A family of problems in Diophantine geometry has the following
form: We fix a collection of "special" algebraic varieties among which the
0-dimensional are called "special points". Mostly, if V is a special variety
then the special points are Zariski dense in V, and the problem is to prove
the converse: If V is an irreducible algebraic variety and the special
points are Zariski dense in V then V itself is special.

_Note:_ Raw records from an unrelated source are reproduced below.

#[tokio::test]
async fn stale_virtual_ref_reuses_the_existing_chat() {
    let h = Harness::new();
    let (admin, arjun, _) = h.family("fam1");
    let virtual_ref = ChatRef::Virtual(arjun.id);

    let first = messages::send_message(&h.state, &admin, text_to(virtual_ref, Some(arjun.id), "one"))
        .await
        .unwrap();

    // Arjun's client still shows the virtual chat with Priya
    let mut rx = h.listen(&admin);
    let second = messages::send_message(
        &h.state,
        &arjun,
        text_to(ChatRef::Virtual(admin.id), Some(admin.id), "two"),
    )
    .await
    .unwrap();

    assert_eq!(first.chat_id, second.chat_id);
    let events = drain(&mut rx);
    assert_eq!(events.len(), 1);
    assert!(matches!(events[0], GatewayEvent::NewMessage(_)));

    let history = messages::chat_history(&h.state, &admin, ChatRef::Persisted(first.chat_id))
        .await
        .unwrap();
    let contents: Vec<&str> = history.iter().map(|m| m.content.as_str()).collect();
    assert_eq!(contents, vec!["one", "two"]);
}

#[tokio::test]
async fn virtual_send_without_recipient_writes_nothing() {
    let h = Harness::new();
    let (admin, arjun, _) = h.family("fam1");
    let mut rx = h.listen(&admin);

    let err = messages::send_message(&h.state, &admin, text_to(ChatRef::Virtual(arjun.id), None, "hi"))
        .await
        .unwrap_err();
    assert!(matches!(err, ApiError::Validation(_)));

    let err = messages::send_message(
        &h.state,
        &admin,
        text_to(ChatRef::Virtual(arjun.id), Some(arjun.id), "   "),
    )
    .await
    .unwrap_err();
    assert!(matches!(err, ApiError::Validation(_)));

    assert!(
        h.db.find_direct_chat(&admin.id.to_string(), &arjun.id.to_string())
            .unwrap()
            .is_none()
    );
    assert!(drain(&mut rx).is_empty());
}

#[tokio::test]
async fn virtual_history_is_empty() {
    let h = Harness::new();
    let (admin, arjun, _) = h.family("fam1");

    let history = messages::chat_history(&h.state, &admin, ChatRef::Virtual(arjun.id))
        .await
        .unwrap();
    assert!(history.is_empty());
    assert_eq!(
        messages::mark_read(&h.state, &admin, ChatRef::Virtual(arjun.id)).await.unwrap(),
        0
    );
}

#[tokio::test]
async fn other_families_cannot_read_a_chat() {
    let h = Harness::new();
    let (admin, arjun, meera) = h.family("fam1");
    let (outsider, _, _) = h.family("fam2");

    let sent = messages::send_message(&h.state, &admin, text_to(ChatRef::Virtual(arjun.id), Some(arjun.id), "private"))
        .await
        .unwrap();
    let chat = ChatRef::Persisted(sent.chat_id);

    let err = messages::chat_history(&h.state, &outsider, chat).await.unwrap_err();
    assert!(matches!(err, ApiError::Forbidden(_)));

    // Same family, not a participant
    let err = messages::chat_history(&h.state, &meera, chat).await.unwrap_err();
    assert!(matches!(err, ApiError::Forbidden(_)));

    let err = messages::send_message(&h.state, &outsider, text_to(ChatRef::Virtual(arjun.id), Some(arjun.id), "hello"))
        .await
        .unwrap_err();
    assert!(matches!(err, ApiError::Forbidden(_)));
}
/// SQLite row types. Kept separate from the hearth-types API models so the
/// store layer has no wire concerns.

pub struct UserRow {
    pub id: String,
    pub name: String,
    pub email: String,
    pub password: String,
    pub role: String,
    pub parent_id: Option<String>,
    pub family_id: Option<String>,
    pub phone: Option<String>,
    pub avatar_url: Option<String>,
    pub is_online: bool,
    pub last_seen: Option<String>,
    pub created_at: String,
}

/// Insert payload for `create_user`.
pub struct NewUser<'a> {
    pub id: &'a str,
    pub name: &'a str,
    pub email: &'a str,
    pub password_hash: &'a str,
    pub role: &'a str,
    pub parent_id: Option<&'a str>,
    pub family_id: Option<&'a str>,
    pub phone: Option<&'a str>,
    pub created_at: &'a str,
}

pub struct ChatRow {
    pub id: String,
    pub chat_name: Option<String>,
    pub is_group: bool,
    pub family_id: Option<String>,
    pub group_admin: Option<String>,
    pub latest_message_id: Option<String>,
    pub created_at: String,
    pub updated_at: String,
}

/// Chat member or any other place a user is shown by name.
pub struct MemberRow {
    pub id: String,
    pub name: String,
    pub avatar_url: Option<String>,
}

pub struct PinnedNoteRow {
    pub id: String,
    pub chat_id: String,
    pub text: String,
    pub pinned_by: MemberRow,
    pub pinned_at: String,
}

pub struct MessageRow {
    pub id: String,
    pub chat_id: String,
    pub sender: MemberRow,
    pub content: String,
    pub reply_to: Option<String>,
    pub family_id: String,
    pub created_at: String,
}

pub struct ReactionRow {
    pub message_id: String,
    pub symbol: String,
    pub count: i64,
}

pub struct ReadRow {
    pub message_id: String,
    pub user_id: String,
}

pub struct PollRow {
    pub id: String,
    pub question: String,
    pub family_id: String,
    pub created_by: MemberRow,
    pub is_active: bool,
    pub created_at: String,
}

pub struct PollOptionRow {
    pub id: String,
    pub poll_id: String,
    pub text: String,
}

pub struct PollVoteRow {
    pub option_id: String,
    pub voter: MemberRow,
}

pub struct AlertRow {
    pub id: String,
    pub triggered_by: MemberRow,
    pub family_id: String,
    pub lat: f64,
    pub lng: f64,
    pub status: String,
    pub resolved_at: Option<String>,
    pub created_at: String,
}

/// Outcome of `cast_vote`.
#[derive(Debug, Clone, Copy, PartialEq, Eq)]
pub enum VoteOutcome {
    Recorded,
    UnknownOption,
}

pub struct NewMessage<'a> {
    pub id: &'a str,
    pub chat_id: &'a str,
    pub sender_id: &'a str,
    pub content: &'a str,
    pub reply_to: Option<&'a str>,
    pub family_id: &'a str,
    pub created_at: &'a str,
}

pub struct NewPoll<'a> {
    pub id: &'a str,
    pub question: &'a str,
    pub family_id: &'a str,
    pub created_by: &'a str,
    pub created_at: &'a str,
}

pub struct NewAlert<'a> {
    pub id: &'a str,
    pub triggered_by: &'a str,
    pub family_id: &'a str,
    pub lat: f64,
    pub lng: f64,
    pub created_at: &'a str,
}
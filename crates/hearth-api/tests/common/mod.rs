#![allow(dead_code)]

use std::sync::{Arc, Mutex};

use chrono::{Duration, Utc};
use futures_util::future::BoxFuture;
use tokio::sync::mpsc;
use uuid::Uuid;

use hearth_api::notify::{AlertNotifier, NotifyTarget};
use hearth_api::state::{AppState, AppStateInner};
use hearth_db::Database;
use hearth_db::models::NewUser;
use hearth_gateway::hub::RoomHub;
use hearth_types::api::AlertView;
use hearth_types::events::GatewayEvent;
use hearth_types::ids::FamilyId;
use hearth_types::models::{Role, SessionUser};

pub const JWT_SECRET: &str = "integration-test-secret";

/// Remembers every dispatch instead of sending anything.
#[derive(Default)]
pub struct RecordingNotifier {
    pub sent: Mutex<Vec<(Uuid, Vec<NotifyTarget>)>>,
}

impl AlertNotifier for RecordingNotifier {
    fn notify(&self, alert: AlertView, targets: Vec<NotifyTarget>) -> BoxFuture<'static, ()> {
        self.sent.lock().unwrap().push((alert.id, targets));
        Box::pin(async {})
    }
}

pub struct Harness {
    pub state: AppState,
    pub db: Arc<Database>,
    pub hub: RoomHub,
    pub notifier: Arc<RecordingNotifier>,
}

impl Harness {
    pub fn new() -> Self {
        let db = Arc::new(Database::open_in_memory().unwrap());
        let hub = RoomHub::new();
        let notifier = Arc::new(RecordingNotifier::default());
        let state = Arc::new(AppStateInner {
            db: db.clone(),
            jwt_secret: JWT_SECRET.into(),
            broadcaster: Arc::new(hub.clone()),
            notifier: notifier.clone(),
            cookie_secure: false,
        });
        Self {
            state,
            db,
            hub,
            notifier,
        }
    }

    /// Insert a user whose account is `age_minutes` old.
    pub fn seed(
        &self,
        name: &str,
        role: Role,
        family: &str,
        parent: Option<&SessionUser>,
        phone: Option<&str>,
        age_minutes: i64,
    ) -> SessionUser {
        let id = Uuid::new_v4();
        let email = format!("{}.{}@example.com", name.to_lowercase(), family);
        let created_at = hearth_db::format_timestamp(Utc::now() - Duration::minutes(age_minutes));
        let parent_id = parent.map(|p| p.id.to_string());
        self.db
            .create_user(&NewUser {
                id: &id.to_string(),
                name,
                email: &email,
                password_hash: "unused",
                role: role.as_str(),
                parent_id: parent_id.as_deref(),
                family_id: Some(family),
                phone,
                created_at: &created_at,
            })
            .unwrap();

        SessionUser {
            id,
            name: name.into(),
            role,
            family_id: Some(FamilyId::new(family)),
            parent_id: parent.map(|p| p.id),
        }
    }

    /// A family with an admin and two children; only the admin has a phone.
    pub fn family(&self, family: &str) -> (SessionUser, SessionUser, SessionUser) {
        let admin = self.seed("Priya", Role::Admin, family, None, Some("+15550100"), 60);
        let first = self.seed("Arjun", Role::Child, family, Some(&admin), None, 50);
        let second = self.seed("Meera", Role::Child, family, Some(&admin), None, 40);
        (admin, first, second)
    }

    /// A test connection seated in the family's room.
    pub fn listen(&self, user: &SessionUser) -> mpsc::UnboundedReceiver<GatewayEvent> {
        let (_membership, rx) = self.hub.connect(user.id, user.family_id.clone());
        rx
    }
}

pub fn drain(rx: &mut mpsc::UnboundedReceiver<GatewayEvent>) -> Vec<GatewayEvent> {
    let mut events = vec![];
    while let Ok(event) = rx.try_recv() {
        events.push(event);
    }
    events
}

Particular cases of the above are the Manin-Mumford conjecture
(where the special varieties are certain cosets of abelian sub-varieties and
the special points are torsion points), the Mordell-Lang conjecture, the Andre-Oort Conjecture. In 1990's Hrushovski showed how methods of model theory could be applied to solve certain such problems. About 10 years ago Pila and Zannier developed a different framework which allows to apply model theory and especially the theory of o-minimal structures, to tackle questions of this nature over the complex numbers. Pila used these methods to prove some open cases of the Andre-Oort conjecture and since then there was an influx of articles which use similar techniques. At the heart
of the Pila-Zannier method lies a theorem of Pila and Wilkie on rational
points on so-called definable sets in o-minimal structures.
In these survey talks I will describe the basic mode theoretic ingredients of
the Pila-Zannier method and the way in which it is applied. I
will not assume prior knowledge of model theory or Logic and will try to
explain all notions which may come up.